Name a government program or effort that has not worked well – particularly a huge one.

Can you do it? If not, is it because you aren’t thinking hard enough, or is it because you can’t fathom that something done by government is a failure? Surely it can’t be the case that EVERY program has been a good one, is it?

I would venture to argue that almost everyone could argue and demonstrate private programs and businesses that have been abject failures, regardless of political disposition. Why is the same not true of government? After all, the existence of failure is part of our humanity, it is insane to demand and expect that all programs work all of the time and for all people.

The real distinction ought NOT be whether some entity has failed at something, but rather what the responses to those failures have been over time. Nor do we require that failed programs necessarily go away, but surely the failure should induce some changes in behavior and resource allocation, no? So the right way, in my view, to be arguing “pro-” or “anti-” some program probably includes SOME measure of how successful it may or may not be, but rather what happens if and when it fails. And this is the point to emphasize about private versus government programs – name for me a major government program that has disappeared after its failure?

I can think of elements but not entire programs.
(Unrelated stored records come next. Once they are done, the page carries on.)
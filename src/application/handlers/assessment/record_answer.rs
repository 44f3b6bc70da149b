//! RecordAnswerHandler - Command handler for a single answer selection.

use std::sync::Arc;

use super::load_session;
use crate::domain::assessment::{AssessmentError, AssessmentSession, ChoiceLetter};
use crate::domain::foundation::AssessmentId;
use crate::ports::AssessmentStore;

/// Command to select a choice for one question. Indices are 0-based.
#[derive(Debug, Clone)]
pub struct RecordAnswerCommand {
    pub assessment_id: AssessmentId,
    pub question_index: usize,
    pub choice_index: usize,
}

#[derive(Debug, Clone)]
pub struct RecordAnswerResult {
    pub session: AssessmentSession,
    pub letter: ChoiceLetter,
}

pub struct RecordAnswerHandler {
    store: Arc<dyn AssessmentStore>,
}

impl RecordAnswerHandler {
    pub fn new(store: Arc<dyn AssessmentStore>) -> Self {
        Self { store }
    }

    pub async fn handle(
        &self,
        cmd: RecordAnswerCommand,
    ) -> Result<RecordAnswerResult, AssessmentError> {
        let mut session = load_session(self.store.as_ref(), cmd.assessment_id).await?;
        let expected_version = session.version();
        let letter = session.select_answer(cmd.question_index, cmd.choice_index)?;
        self.store.update(&session, expected_version).await?;

        tracing::debug!(
            assessment_id = %session.id(),
            question = cmd.question_index + 1,
            letter = %letter,
            "Answer recorded"
        );
        Ok(RecordAnswerResult { session, letter })
    }
}
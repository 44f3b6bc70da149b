//! HTTP routes for assessment endpoints.

use axum::{
    routing::{get, post, put},
    Router,
};

use super::handlers::{
    create_assessment, get_assessment, get_catalog, get_results, record_answer,
    restart_assessment, start_assessment, submit_assessment, update_identity, AssessmentHandlers,
};

/// Creates the assessment router. Mount it under `/api`.
pub fn assessment_routes(handlers: AssessmentHandlers) -> Router {
    Router::new()
        .route("/catalog", get(get_catalog))
        .route("/assessments", post(create_assessment))
        .route("/assessments/:id", get(get_assessment))
        .route("/assessments/:id/identity", put(update_identity))
        .route("/assessments/:id/start", post(start_assessment))
        .route("/assessments/:id/answers", put(record_answer))
        .route("/assessments/:id/submit", post(submit_assessment))
        .route("/assessments/:id/results", get(get_results))
        .route("/assessments/:id/restart", post(restart_assessment))
        .with_state(handlers)
}
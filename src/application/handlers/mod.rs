//! Application handlers.
//!
//! Command and query handlers that orchestrate domain operations.

pub mod assessment;

pub use assessment::{
    AssessmentDetails, CatalogView, CreateAssessmentCommand, CreateAssessmentHandler,
    GetAssessmentHandler, GetAssessmentQuery, GetCatalogHandler, GetCatalogQuery,
    GetResultsHandler, GetResultsQuery, RecordAnswerCommand, RecordAnswerHandler,
    RecordAnswerResult, RestartAssessmentCommand, RestartAssessmentHandler, ResultExporter,
    SessionSweeper, SessionSweeperConfig,
    StartAssessmentCommand, StartAssessmentHandler, SubmitAssessmentCommand,
    SubmitAssessmentHandler, SubmitAssessmentResult, UpdateIdentityCommand,
    UpdateIdentityHandler, DEFAULT_EXPORT_TIMEOUT,
};
//! GetResultsHandler - Query handler for the results report.

use std::sync::Arc;

use super::load_session;
use crate::domain::assessment::{AssessmentCatalog, AssessmentError, ResultsReport};
use crate::domain::foundation::AssessmentId;
use crate::ports::AssessmentStore;

#[derive(Debug, Clone)]
pub struct GetResultsQuery {
    pub assessment_id: AssessmentId,
}

pub struct GetResultsHandler {
    store: Arc<dyn AssessmentStore>,
    catalog: Arc<AssessmentCatalog>,
}

impl GetResultsHandler {
    pub fn new(store: Arc<dyn AssessmentStore>, catalog: Arc<AssessmentCatalog>) -> Self {
        Self { store, catalog }
    }

    /// # Errors
    ///
    /// - `NotFound` for an unknown id
    /// - `InvalidState` unless the session is in `Results`
    pub async fn handle(&self, query: GetResultsQuery) -> Result<ResultsReport, AssessmentError> {
        let session = load_session(self.store.as_ref(), query.assessment_id).await?;
        let outcome = session.outcome().ok_or_else(|| {
            AssessmentError::invalid_state(format!(
                "results are not available while in {} phase",
                session.phase()
            ))
        })?;
        Ok(ResultsReport::build(outcome, &self.catalog))
    }
}
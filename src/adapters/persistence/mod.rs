//! Result sink adapters.
//!
//! - `InMemoryResultSink` - Captures rows in memory (tests, local runs)
//! - `FileResultSink` - Appends JSON lines to a local file
//! - `SheetsResultSink` - Appends rows to a Google Sheets spreadsheet

mod file;
mod in_memory;
mod sheets;

pub use file::FileResultSink;
pub use in_memory::InMemoryResultSink;
pub use sheets::{SheetsConfig, SheetsResultSink, DEFAULT_SHEETS_BASE_URL};

use secrecy::Secret;
use std::sync::Arc;

use crate::config::{PersistenceBackend, PersistenceConfig};
use crate::ports::{PersistenceError, ResultSink};

/// Builds the sink selected by `config.backend`.
///
/// # Errors
///
/// - `Unavailable` if the Sheets backend lacks settings or its client cannot be built
pub fn build_result_sink(config: &PersistenceConfig) -> Result<Arc<dyn ResultSink>, PersistenceError> {
    match config.backend {
        PersistenceBackend::Memory => Ok(Arc::new(InMemoryResultSink::with_capacity(
            config.memory_capacity,
        ))),
        PersistenceBackend::File => Ok(Arc::new(FileResultSink::new(&config.file_path))),
        PersistenceBackend::Sheets => {
            let spreadsheet_id = config
                .spreadsheet_id
                .clone()
                .ok_or_else(|| PersistenceError::unavailable("spreadsheet_id is not configured"))?;
            let token = config
                .access_token
                .clone()
                .unwrap_or_else(|| Secret::new(String::new()));
            let sheets = SheetsConfig::new(spreadsheet_id, token)
                .with_range(config.range.clone())
                .with_base_url(config.api_base_url.clone())
                .with_timeout(config.timeout());
            Ok(Arc::new(SheetsResultSink::new(sheets)?))
        }
    }
}


#[cfg(test)]
mod tests {
    use super::*;

    #[test]
    fn memory_backend_by_default() {
        let sink = build_result_sink(&PersistenceConfig::default()).unwrap();
        assert_eq!(sink.name(), "memory");
    }

    #[test]
    fn file_backend_uses_configured_path() {
        let config = PersistenceConfig {
            backend: PersistenceBackend::File,
            ..Default::default()
        };
        assert_eq!(build_result_sink(&config).unwrap().name(), "file");
    }

    #[test]
    fn sheets_backend_requires_spreadsheet_id() {
        let config = PersistenceConfig {
            backend: PersistenceBackend::Sheets,
            ..Default::default()
        };
        assert!(matches!(
            build_result_sink(&config),
            Err(PersistenceError::Unavailable(_))
        ));

        let config = PersistenceConfig {
            backend: PersistenceBackend::Sheets,
            spreadsheet_id: Some("sheet-123".to_string()),
            access_token: Some(Secret::new("token".to_string())),
            ..Default::default()
        };
        assert_eq!(build_result_sink(&config).unwrap().name(), "sheets");
    }
}
//! Application layer - Commands, Queries, and Handlers.
//!
//! This layer orchestrates domain operations and coordinates between ports.
//! Following CQRS, it separates command handlers (write) from query handlers (read).

pub mod handlers;

pub use handlers::{
    // Commands
    CreateAssessmentCommand, CreateAssessmentHandler,
    RecordAnswerCommand, RecordAnswerHandler, RecordAnswerResult,
    RestartAssessmentCommand, RestartAssessmentHandler,
    StartAssessmentCommand, StartAssessmentHandler,
    SubmitAssessmentCommand, SubmitAssessmentHandler, SubmitAssessmentResult,
    UpdateIdentityCommand, UpdateIdentityHandler,
    // Queries
    AssessmentDetails, GetAssessmentHandler, GetAssessmentQuery,
    CatalogView, GetCatalogHandler, GetCatalogQuery,
    GetResultsHandler, GetResultsQuery,
    // Services
    ResultExporter, SessionSweeper, SessionSweeperConfig,
};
For example, NASA closed down its Space Shuttle program. Why? Is this just one of many examples, or an exception that sort of proves the rule.

Finally, the distinction really ought not be about governments versus the private sector … it really should be broadened to any collective institution – a look at any “private” college campus is good enough evidence that this question need not only apply to governments versus markets.

"1" Comment
  1. I have a tough time thinking of a government program that has worked well, even if “well” is used loosely and even if one stipulates that the promised result is or was legitimate in the first place.

    For example, the Department of Agriculture was supposed to help farmers devastated by the Depression, and there were many programs set up to stabilize prices and keep farmers from ruin. After over eighty years, farming is a worse business to get into than it was in the 1930’s, and if there is any doubt about this, get me a list of the MBA’s of the class of 2014 who rushed out to raise $4,000,000 of “seed capital” to start a farm.

    This is not to say that there have been no programs to help some farmers. There has always been cheap credit available, although that can be both a blessing and a curse. Buy a tractor and a combine; rent some land; hire a few helpers; buy fuel to run the tractor; rent the no-till planter from the ASCS, or buy that on credit too; sell futures to protect your price; buy crop insurance from the government and collect crop insurance payments from the government if it does not rain; buy a pickup to take you to your tractor and to the ASCS office and Agway, and buy a truck to haul your grain to the mill; pay insurance on your vehicles.

    And this is just elementary grain farming for someone who hasn’t any land who would rather drive a tractor, instead of a tractor trailer. Throw in 30 steers, a chicken coop, and assorted other animals and all of a sudden your operation expands beyond the growing season to 365 days a year.

    Were the cheap credit, the price supports, the Extension Service people, the subsidies, et cetera not available, no doubt there would be fewer farmers like this farming less acreage, milking fewer cows, hatching fewer chickens, and feeding fewer steers, and, all other things being equal, that should lead to higher consumer prices, to the benefit of farmers. But wait, wasn’t that the intent of these farm programs in the first place, to help farmers, especially the ones living by a shoestring?

    And then we get to the methanol program, which was supposed to make us independent of the Arabs, save the planet, and help corn farmers…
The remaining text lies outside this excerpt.